Nitekim Sigur, içten içe bu özlemi ağır bir telkinle hissedebiliyordu ve bu telkini hissederken aynı zamanda tozlu bir rafa dönen odasına hüzünle bakıyordu. Eski, canlı renklerine grimsi bir ton katan oda içinde büyük bir gizemi saklar gibi hareketsiz ve cansızdı. Bunca zaman geçtikten sonra Sigur, bu olağan renge hiç de şaşırmamıştı. Bu hüznün nedeni ise yanılmadığından dolayıydı. Belki bu hüznü hafifletmek için perdeleri açarsa hareketin geri geleceğini düşünüyordu ancak renklere nasıl canlılık vereceği hakkında en ufak bir fikri bile yoktu. Bunun üzerine perdeleri açmak için harekete geçen Sigur, vücudunu ağır bir hareketle ileriye doğru atılmasını sağladı. Perdenin baş kısmından tutarak az önceki hareketinin aksine esnek ve çevik bir hareketle bu kare odaya gün ışığını saniyeler içerisinde doldurmayı başarmıştı. Tüm bu grimsi, bulutlu hava yağmurun yağmasını beklerken tavandan yaz bayrağı kapıp masaya bir yumruk gibi indirmişti gün ışığını. Bu yumruğun inmesiyle uçuşan tozlar Sigur’un gözleri önünde adeta dans ediyordu. Bu dans, pencerenin önünde duran Sigur’u derin ancak bir o kadar da eski bir hatıranın içine çekiyordu. Buraya taşındığı ilk güne geri getiriyordu onu.
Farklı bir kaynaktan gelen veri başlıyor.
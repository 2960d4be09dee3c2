//! Remote command construction
//!
//! `adb shell` hands its argument to the device shell, which mangles quotes,
//! newlines and `$` expansions. Scripts are therefore shipped as a base64
//! payload that the device decodes and pipes into `sh`.

use base64::engine::general_purpose::STANDARD;
use base64::Engine as _;

use crate::error::{Error, Result};
use crate::types::Resolution;

/// Options for [`encode_command`]
#[derive(Debug, Clone, Default, PartialEq, Eq)]
pub struct CommandOptions {
    /// Run the script through `su --`
    pub elevate: bool,
    /// Echo this marker after the script finishes (empty disables)
    pub sentinel: String,
    /// Use `busybox base64` on devices without a working `base64` binary
    pub use_busybox: bool,
}

impl CommandOptions {
    pub fn with_busybox(mut self, use_busybox: bool) -> Self {
        self.use_busybox = use_busybox;
        self
    }

    pub fn with_sentinel(mut self, sentinel: impl Into<String>) -> Self {
        self.sentinel = sentinel.into();
        self
    }

    pub fn elevated(mut self) -> Self {
        self.elevate = true;
        self
    }
}

/// Wrap `script` into a single `echo <payload> | base64 -d | sh` line
pub fn encode_command(script: &str, options: &CommandOptions) -> String {
    let mut script = if options.elevate {
        format!("su -- {}", script)
    } else {
        script.to_string()
    };

    if !options.sentinel.is_empty() {
        script = format!("{}\necho {}\n", script.trim_end(), options.sentinel);
    }

    let payload = STANDARD.encode(script.as_bytes());

    let mut parts = vec!["echo", payload.as_str(), "|"];
    if options.use_busybox {
        parts.push("busybox");
    }
    parts.extend(["base64", "-d", "|", "sh"]);

    parts.join(" ") + "\n"
}

/// Recover the script carried by a command built with [`encode_command`]
pub fn decode_payload(command: &str) -> Result<String> {
    let payload = command
        .split_whitespace()
        .nth(1)
        .filter(|_| command.starts_with("echo "))
        .ok_or_else(|| Error::Parse("Not an encoded command line".into()))?;

    let bytes = STANDARD
        .decode(payload)
        .map_err(|e| Error::Parse(format!("Invalid base64 payload: {}", e)))?;

    String::from_utf8(bytes).map_err(|e| Error::Parse(format!("Payload is not UTF-8: {}", e)))
}

/// Shell script that keeps `screenrecord` running back to back
///
/// Every segment ends after `time_limit` seconds; the outer loop restarts it so
/// stdout stays one continuous H.264 elementary stream.
pub fn recording_script(time_limit: u32, resolution: Resolution, bitrate: &str) -> String {
    format!(
        r#"#!/bin/bash
startscreenrecord() {{

    screenrecord --output-format=h264 --time-limit "$1" --size "$2" --bit-rate "$3" -
}}

time_interval={time_limit}
size="{resolution}"
bitrate="{bitrate}"
while true; do
    startscreenrecord $time_interval "$size" "$bitrate"
done
"#
    )
}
Sigur’un çalışma masası, kare odanın merkezinde ahşap bir sandalye ile hayatına devam ediyordu. Odanın geri kalan kısmında pencereyi kapatmayacak bir şekilde kitaplıklar baş gösteriyordu. Yerde eski, el işlemesi kırmızı renkte İran halısı, perdelerin beyazlığı ile bir çatışma içerisinde gibi duruyordu. Parkeler ise olabildiğine bu çatışmadan uzak ve tarafsız gözüküyordu. Pencere ise çalışma masasının gölgesinde, arkasına saklanıyordu. Huzur ve kaos Sigur’un bu eve ilk geldiği günkü gibi asil bir sükûnetle devam ediyordu. Bu odada, bu eve taşındığından beri hiçbir eşyanın yerini değiştirmediğini fark etti. Bu farkındalığın ardından kendisini pencereden dışarıyı seyrederken bulan Sigur; binaların kirli görüntüsünde, bulutların şekilden şekle giren suretlerinde ve aynı zamanda sokakların cilvesinde bir kadını görmeyi arzuladı. Yalnızlığından gelen bu arzu, kızıl bir utançla başını sol omzuna doğru yaslamasını sağladı ve yanağını biraz omzuna sürttükten sonra gözleri çalışma masasına takıldı.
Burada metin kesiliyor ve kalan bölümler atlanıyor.